[Provided material — start]

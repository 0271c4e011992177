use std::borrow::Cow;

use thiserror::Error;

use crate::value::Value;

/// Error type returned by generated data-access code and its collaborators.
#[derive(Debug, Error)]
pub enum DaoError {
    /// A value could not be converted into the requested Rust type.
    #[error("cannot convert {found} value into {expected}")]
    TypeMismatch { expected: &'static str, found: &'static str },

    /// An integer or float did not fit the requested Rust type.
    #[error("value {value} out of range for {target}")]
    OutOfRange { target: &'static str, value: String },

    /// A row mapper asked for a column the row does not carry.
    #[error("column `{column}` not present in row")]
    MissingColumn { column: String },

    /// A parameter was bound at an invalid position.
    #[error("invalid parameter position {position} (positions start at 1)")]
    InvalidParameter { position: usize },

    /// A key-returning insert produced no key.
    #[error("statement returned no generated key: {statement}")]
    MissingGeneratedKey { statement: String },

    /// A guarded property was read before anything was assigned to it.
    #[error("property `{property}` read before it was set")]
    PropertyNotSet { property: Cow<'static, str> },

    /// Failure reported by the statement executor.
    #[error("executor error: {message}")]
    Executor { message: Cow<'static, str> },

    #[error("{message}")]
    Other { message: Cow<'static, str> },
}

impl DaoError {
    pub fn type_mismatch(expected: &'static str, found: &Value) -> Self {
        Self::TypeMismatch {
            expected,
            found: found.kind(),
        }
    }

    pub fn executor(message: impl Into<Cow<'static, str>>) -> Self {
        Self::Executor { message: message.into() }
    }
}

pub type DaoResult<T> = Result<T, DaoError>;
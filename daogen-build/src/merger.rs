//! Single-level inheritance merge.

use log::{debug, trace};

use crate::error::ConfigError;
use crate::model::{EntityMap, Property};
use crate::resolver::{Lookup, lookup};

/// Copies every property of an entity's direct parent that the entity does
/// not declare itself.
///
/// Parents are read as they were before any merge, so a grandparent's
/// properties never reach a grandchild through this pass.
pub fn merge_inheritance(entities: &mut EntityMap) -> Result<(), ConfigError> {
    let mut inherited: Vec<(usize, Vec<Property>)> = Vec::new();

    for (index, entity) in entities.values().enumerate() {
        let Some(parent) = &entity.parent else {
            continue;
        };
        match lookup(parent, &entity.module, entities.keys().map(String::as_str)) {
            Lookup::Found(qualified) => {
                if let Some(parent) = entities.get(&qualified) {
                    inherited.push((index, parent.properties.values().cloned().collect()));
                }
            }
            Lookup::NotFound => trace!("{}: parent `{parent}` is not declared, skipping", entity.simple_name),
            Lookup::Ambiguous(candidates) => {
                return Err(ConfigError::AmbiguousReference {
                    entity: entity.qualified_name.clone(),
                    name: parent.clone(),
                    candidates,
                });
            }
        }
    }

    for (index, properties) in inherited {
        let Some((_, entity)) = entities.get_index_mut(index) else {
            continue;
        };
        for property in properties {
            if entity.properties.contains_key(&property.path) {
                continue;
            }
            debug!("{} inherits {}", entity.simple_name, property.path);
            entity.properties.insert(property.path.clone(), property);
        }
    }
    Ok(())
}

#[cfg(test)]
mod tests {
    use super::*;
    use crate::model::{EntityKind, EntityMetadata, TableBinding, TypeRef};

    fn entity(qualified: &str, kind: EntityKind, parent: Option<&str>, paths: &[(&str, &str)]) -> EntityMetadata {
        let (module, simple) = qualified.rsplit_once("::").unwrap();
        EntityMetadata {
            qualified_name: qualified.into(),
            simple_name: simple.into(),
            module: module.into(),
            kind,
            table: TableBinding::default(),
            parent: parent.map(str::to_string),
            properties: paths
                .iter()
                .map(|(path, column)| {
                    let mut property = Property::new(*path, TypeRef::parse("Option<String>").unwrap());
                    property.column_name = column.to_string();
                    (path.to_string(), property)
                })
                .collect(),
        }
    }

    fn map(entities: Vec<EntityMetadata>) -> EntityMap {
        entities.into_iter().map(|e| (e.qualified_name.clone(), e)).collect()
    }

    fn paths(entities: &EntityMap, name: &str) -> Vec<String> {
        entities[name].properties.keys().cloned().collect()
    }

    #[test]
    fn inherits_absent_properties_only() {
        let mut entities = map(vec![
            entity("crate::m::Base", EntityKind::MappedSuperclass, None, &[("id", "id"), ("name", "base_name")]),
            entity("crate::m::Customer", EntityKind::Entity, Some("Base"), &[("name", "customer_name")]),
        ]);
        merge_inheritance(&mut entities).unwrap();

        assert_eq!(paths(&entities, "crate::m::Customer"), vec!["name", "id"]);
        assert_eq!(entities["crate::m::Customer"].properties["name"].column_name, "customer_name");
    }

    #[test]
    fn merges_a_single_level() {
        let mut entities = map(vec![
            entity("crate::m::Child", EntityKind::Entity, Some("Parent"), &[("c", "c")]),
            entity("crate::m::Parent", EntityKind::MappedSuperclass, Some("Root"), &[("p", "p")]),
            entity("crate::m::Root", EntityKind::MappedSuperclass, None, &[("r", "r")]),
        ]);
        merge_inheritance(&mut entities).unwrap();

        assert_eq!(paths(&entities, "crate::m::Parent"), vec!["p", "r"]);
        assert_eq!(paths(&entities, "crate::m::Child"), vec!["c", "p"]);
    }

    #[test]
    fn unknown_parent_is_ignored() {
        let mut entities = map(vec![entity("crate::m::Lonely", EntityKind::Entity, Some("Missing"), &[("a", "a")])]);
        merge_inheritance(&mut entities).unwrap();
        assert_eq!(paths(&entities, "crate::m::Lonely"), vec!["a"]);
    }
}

[Provided material — finish]
[Provided material — start]

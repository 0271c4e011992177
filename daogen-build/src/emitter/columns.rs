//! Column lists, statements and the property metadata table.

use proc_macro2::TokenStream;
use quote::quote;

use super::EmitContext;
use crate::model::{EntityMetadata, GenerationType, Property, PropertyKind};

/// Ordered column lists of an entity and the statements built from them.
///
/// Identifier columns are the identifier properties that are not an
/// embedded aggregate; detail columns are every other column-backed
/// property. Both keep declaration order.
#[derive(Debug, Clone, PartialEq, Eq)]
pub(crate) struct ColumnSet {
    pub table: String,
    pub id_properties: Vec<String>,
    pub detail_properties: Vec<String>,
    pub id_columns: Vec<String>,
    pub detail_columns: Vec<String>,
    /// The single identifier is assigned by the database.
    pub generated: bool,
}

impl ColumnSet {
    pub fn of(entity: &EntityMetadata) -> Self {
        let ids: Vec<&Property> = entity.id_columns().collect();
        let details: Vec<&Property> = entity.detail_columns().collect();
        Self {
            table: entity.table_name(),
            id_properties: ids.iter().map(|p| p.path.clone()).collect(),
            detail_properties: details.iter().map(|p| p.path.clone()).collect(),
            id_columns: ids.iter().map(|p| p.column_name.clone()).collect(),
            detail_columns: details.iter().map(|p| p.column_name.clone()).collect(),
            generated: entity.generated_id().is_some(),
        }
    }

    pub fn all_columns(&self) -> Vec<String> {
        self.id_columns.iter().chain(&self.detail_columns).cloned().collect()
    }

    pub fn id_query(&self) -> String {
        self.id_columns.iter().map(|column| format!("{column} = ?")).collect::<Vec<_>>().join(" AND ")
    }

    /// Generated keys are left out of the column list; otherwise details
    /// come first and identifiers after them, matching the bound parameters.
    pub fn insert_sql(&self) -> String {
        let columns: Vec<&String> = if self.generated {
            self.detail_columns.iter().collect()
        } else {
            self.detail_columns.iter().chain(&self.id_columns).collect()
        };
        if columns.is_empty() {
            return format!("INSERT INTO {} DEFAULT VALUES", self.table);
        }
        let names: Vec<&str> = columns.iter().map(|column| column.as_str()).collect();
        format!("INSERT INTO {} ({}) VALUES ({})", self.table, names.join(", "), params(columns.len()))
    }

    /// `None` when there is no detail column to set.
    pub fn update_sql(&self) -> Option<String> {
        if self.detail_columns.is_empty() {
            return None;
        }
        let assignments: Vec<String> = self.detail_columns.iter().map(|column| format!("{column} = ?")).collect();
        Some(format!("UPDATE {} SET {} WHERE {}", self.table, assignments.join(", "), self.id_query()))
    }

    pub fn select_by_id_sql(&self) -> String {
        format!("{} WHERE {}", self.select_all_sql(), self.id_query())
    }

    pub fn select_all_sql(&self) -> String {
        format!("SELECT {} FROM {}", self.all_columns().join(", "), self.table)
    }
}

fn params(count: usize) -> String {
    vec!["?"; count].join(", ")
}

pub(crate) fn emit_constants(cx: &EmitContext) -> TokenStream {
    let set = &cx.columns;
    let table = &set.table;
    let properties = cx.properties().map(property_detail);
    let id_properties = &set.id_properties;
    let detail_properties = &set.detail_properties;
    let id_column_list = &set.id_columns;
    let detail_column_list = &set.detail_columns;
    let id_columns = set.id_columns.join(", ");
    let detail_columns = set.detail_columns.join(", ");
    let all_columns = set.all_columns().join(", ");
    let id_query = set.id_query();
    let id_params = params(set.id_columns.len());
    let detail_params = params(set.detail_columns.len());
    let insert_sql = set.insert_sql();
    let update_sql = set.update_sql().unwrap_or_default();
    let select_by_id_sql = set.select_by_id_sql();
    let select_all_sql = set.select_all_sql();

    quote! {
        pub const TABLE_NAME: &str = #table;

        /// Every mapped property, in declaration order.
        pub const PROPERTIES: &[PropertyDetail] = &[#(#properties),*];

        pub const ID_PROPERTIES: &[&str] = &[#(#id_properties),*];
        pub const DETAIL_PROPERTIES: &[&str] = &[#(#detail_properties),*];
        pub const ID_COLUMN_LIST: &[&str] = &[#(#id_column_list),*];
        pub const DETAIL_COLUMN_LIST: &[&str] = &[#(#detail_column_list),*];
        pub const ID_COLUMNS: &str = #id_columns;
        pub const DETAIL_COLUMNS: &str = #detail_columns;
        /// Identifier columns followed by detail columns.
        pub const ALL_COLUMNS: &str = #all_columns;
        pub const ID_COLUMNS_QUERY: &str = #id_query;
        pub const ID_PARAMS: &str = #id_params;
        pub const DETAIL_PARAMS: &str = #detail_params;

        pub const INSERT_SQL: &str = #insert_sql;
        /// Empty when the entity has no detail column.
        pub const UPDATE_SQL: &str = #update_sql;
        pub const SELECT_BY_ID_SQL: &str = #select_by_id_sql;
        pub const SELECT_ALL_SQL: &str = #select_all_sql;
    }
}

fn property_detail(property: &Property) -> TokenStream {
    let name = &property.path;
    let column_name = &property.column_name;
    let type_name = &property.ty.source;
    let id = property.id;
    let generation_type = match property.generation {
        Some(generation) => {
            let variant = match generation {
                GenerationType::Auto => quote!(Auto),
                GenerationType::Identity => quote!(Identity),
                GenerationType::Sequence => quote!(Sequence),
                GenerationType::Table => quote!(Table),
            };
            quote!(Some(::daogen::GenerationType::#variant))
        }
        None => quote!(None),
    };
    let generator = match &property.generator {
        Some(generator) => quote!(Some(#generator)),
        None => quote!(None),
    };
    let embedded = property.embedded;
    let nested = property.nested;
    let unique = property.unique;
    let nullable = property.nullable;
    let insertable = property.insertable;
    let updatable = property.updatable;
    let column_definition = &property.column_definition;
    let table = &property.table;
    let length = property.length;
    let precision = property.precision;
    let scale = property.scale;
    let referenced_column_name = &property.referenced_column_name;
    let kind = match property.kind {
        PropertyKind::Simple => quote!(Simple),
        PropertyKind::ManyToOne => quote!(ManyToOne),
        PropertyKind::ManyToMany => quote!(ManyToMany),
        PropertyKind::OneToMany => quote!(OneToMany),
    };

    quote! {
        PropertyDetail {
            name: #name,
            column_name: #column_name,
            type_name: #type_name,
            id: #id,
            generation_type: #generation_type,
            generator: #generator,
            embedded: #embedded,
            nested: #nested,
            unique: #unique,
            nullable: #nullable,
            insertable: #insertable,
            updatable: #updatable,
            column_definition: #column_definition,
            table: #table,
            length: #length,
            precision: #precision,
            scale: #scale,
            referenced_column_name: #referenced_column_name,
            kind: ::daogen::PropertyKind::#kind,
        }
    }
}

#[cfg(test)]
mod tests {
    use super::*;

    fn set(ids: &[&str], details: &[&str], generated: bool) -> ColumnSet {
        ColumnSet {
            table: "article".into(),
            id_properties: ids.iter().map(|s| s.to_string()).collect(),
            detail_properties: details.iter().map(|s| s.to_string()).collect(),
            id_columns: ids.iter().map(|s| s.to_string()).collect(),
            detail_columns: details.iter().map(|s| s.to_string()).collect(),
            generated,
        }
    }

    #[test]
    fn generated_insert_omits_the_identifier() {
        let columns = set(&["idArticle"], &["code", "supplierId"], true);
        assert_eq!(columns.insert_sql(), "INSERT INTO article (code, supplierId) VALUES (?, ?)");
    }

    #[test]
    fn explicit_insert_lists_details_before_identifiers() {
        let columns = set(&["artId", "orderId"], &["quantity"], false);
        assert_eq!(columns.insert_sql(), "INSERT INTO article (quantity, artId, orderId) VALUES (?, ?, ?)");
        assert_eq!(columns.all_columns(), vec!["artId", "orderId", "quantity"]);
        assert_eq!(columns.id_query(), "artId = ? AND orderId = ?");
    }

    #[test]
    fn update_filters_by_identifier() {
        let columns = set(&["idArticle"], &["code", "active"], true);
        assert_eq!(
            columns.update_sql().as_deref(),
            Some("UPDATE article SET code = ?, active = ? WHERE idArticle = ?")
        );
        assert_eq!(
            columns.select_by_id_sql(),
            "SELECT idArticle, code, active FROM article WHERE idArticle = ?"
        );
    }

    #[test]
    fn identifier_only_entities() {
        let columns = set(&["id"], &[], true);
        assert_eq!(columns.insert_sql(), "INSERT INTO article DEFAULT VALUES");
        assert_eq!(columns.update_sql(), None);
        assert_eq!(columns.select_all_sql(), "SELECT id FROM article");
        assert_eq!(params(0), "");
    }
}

[Provided material — finish]
[Provided material — start]

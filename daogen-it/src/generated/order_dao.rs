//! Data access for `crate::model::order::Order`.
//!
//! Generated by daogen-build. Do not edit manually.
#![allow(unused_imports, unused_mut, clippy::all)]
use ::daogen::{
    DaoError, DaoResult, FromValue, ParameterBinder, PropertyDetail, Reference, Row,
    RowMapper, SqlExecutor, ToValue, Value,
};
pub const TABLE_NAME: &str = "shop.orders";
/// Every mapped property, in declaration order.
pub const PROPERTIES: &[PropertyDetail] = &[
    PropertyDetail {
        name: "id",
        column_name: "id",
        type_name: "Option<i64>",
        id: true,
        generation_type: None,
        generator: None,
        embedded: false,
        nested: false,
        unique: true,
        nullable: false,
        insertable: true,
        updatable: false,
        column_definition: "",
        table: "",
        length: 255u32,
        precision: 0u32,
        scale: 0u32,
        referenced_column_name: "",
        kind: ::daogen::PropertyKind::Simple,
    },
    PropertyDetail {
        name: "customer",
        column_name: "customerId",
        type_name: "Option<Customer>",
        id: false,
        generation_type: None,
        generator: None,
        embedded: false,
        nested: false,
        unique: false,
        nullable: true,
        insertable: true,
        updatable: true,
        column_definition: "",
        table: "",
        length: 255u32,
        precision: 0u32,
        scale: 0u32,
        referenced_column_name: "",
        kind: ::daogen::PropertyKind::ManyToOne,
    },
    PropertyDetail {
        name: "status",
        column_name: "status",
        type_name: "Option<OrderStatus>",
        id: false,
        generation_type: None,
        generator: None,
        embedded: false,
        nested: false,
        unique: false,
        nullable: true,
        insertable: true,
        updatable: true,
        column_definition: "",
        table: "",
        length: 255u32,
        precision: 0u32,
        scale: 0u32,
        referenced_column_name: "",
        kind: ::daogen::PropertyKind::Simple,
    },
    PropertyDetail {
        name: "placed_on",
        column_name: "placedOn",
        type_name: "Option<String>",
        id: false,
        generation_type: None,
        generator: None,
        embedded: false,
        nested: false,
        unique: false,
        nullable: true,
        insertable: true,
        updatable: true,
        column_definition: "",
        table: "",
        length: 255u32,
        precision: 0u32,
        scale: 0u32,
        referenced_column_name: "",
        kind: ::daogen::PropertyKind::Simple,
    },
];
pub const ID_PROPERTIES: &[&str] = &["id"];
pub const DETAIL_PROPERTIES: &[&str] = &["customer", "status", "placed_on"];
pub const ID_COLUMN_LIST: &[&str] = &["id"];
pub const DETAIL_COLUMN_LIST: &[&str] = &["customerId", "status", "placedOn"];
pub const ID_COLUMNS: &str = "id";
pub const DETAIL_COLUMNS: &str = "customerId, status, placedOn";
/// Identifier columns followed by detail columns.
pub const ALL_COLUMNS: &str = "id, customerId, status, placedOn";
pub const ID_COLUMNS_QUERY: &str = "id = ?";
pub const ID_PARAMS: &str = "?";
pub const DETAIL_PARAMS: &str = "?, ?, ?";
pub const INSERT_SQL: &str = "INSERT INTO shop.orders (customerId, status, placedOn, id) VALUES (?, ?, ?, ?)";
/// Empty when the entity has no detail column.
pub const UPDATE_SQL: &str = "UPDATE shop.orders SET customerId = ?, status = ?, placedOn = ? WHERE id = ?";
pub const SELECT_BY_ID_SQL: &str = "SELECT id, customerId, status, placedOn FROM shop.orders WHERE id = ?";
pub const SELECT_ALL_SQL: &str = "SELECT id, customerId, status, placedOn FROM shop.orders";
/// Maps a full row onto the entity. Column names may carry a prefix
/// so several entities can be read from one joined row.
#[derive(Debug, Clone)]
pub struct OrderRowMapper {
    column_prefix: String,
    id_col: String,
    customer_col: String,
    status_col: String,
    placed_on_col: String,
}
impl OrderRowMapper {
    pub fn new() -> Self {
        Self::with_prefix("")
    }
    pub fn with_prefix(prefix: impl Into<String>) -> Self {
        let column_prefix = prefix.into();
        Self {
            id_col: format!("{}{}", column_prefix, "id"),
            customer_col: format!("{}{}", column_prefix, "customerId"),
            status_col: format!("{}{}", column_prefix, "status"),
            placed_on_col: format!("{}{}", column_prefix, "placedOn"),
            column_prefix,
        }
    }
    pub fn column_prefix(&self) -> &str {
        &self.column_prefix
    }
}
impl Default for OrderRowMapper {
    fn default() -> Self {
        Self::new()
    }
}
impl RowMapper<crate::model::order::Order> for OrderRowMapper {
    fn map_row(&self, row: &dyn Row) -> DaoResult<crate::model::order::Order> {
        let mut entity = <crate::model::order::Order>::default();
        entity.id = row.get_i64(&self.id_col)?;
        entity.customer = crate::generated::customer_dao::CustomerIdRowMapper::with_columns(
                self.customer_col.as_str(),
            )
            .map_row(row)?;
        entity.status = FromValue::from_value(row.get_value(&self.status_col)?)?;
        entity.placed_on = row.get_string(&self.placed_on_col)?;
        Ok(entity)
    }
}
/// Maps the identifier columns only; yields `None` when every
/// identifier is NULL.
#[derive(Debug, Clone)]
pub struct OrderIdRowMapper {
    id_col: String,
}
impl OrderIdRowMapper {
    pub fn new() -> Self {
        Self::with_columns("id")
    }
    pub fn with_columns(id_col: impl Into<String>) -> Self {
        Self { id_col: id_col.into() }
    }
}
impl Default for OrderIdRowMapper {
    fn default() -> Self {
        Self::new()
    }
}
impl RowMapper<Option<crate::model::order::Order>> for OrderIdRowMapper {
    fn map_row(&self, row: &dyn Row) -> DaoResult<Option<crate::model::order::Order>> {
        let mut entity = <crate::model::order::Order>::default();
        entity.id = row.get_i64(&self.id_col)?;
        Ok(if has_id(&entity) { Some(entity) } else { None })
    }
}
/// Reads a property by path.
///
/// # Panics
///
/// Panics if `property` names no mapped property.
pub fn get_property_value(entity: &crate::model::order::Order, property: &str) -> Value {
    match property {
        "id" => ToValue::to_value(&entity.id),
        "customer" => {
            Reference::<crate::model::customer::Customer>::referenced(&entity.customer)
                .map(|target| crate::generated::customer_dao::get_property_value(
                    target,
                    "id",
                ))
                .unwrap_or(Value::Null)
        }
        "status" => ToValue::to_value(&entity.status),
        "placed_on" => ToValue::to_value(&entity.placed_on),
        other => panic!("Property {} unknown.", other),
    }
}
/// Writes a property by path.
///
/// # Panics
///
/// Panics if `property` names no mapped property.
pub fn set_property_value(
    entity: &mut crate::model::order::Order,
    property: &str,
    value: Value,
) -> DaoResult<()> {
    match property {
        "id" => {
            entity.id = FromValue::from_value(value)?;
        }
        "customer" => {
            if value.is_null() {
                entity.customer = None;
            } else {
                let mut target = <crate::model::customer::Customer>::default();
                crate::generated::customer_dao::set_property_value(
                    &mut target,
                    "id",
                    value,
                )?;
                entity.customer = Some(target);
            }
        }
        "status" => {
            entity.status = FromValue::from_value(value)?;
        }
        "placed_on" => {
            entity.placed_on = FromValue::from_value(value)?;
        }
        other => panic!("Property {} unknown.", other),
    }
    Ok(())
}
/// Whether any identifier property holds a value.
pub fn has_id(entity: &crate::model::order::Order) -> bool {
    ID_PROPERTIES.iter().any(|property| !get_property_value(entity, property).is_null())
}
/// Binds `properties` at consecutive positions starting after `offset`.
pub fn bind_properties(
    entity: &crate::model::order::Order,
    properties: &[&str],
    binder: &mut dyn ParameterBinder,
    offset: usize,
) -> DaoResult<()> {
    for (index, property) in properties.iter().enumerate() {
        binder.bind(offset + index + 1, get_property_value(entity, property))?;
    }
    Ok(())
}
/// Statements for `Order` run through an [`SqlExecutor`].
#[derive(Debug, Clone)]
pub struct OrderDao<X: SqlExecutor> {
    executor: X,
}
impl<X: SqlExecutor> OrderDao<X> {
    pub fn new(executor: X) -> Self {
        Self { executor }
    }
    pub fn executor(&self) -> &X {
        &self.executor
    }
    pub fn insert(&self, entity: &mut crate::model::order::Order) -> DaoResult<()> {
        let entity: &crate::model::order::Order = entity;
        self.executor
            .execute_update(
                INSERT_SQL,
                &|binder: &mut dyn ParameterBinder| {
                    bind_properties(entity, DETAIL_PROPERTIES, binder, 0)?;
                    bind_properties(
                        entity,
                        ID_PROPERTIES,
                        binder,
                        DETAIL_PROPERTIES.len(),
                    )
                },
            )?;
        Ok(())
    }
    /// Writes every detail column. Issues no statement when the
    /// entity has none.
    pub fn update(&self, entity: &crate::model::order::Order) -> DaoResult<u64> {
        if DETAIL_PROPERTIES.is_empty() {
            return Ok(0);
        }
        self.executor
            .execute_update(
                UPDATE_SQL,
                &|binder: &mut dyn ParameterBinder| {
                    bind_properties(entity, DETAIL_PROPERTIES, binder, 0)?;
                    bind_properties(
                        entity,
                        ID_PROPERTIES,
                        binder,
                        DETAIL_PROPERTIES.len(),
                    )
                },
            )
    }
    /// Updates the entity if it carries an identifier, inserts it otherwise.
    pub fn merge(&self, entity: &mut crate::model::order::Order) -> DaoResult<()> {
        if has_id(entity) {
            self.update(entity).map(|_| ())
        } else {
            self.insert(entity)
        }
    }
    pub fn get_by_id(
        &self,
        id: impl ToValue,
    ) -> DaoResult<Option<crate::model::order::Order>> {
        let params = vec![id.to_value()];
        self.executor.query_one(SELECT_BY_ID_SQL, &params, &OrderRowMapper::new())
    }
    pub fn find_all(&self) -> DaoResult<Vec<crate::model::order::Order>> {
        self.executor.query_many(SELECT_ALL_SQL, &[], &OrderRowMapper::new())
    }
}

[Provided material — finish]

Start with the line above that contains "let update_sql = set.update_sql().unwrap_or_default();" and stop after the line that contains "pub const UPDATE_SQL: &str = #update_sql;". Output those lines exactly, and only those.

Response to the task:
    let update_sql = set.update_sql().unwrap_or_default();
    let select_by_id_sql = set.select_by_id_sql();
    let select_all_sql = set.select_all_sql();

    quote! {
        pub const TABLE_NAME: &str = #table;

        /// Every mapped property, in declaration order.
        pub const PROPERTIES: &[PropertyDetail] = &[#(#properties),*];

        pub const ID_PROPERTIES: &[&str] = &[#(#id_properties),*];
        pub const DETAIL_PROPERTIES: &[&str] = &[#(#detail_properties),*];
        pub const ID_COLUMN_LIST: &[&str] = &[#(#id_column_list),*];
        pub const DETAIL_COLUMN_LIST: &[&str] = &[#(#detail_column_list),*];
        pub const ID_COLUMNS: &str = #id_columns;
        pub const DETAIL_COLUMNS: &str = #detail_columns;
        /// Identifier columns followed by detail columns.
        pub const ALL_COLUMNS: &str = #all_columns;
        pub const ID_COLUMNS_QUERY: &str = #id_query;
        pub const ID_PARAMS: &str = #id_params;
        pub const DETAIL_PARAMS: &str = #detail_params;

        pub const INSERT_SQL: &str = #insert_sql;
        /// Empty when the entity has no detail column.
        pub const UPDATE_SQL: &str = #update_sql;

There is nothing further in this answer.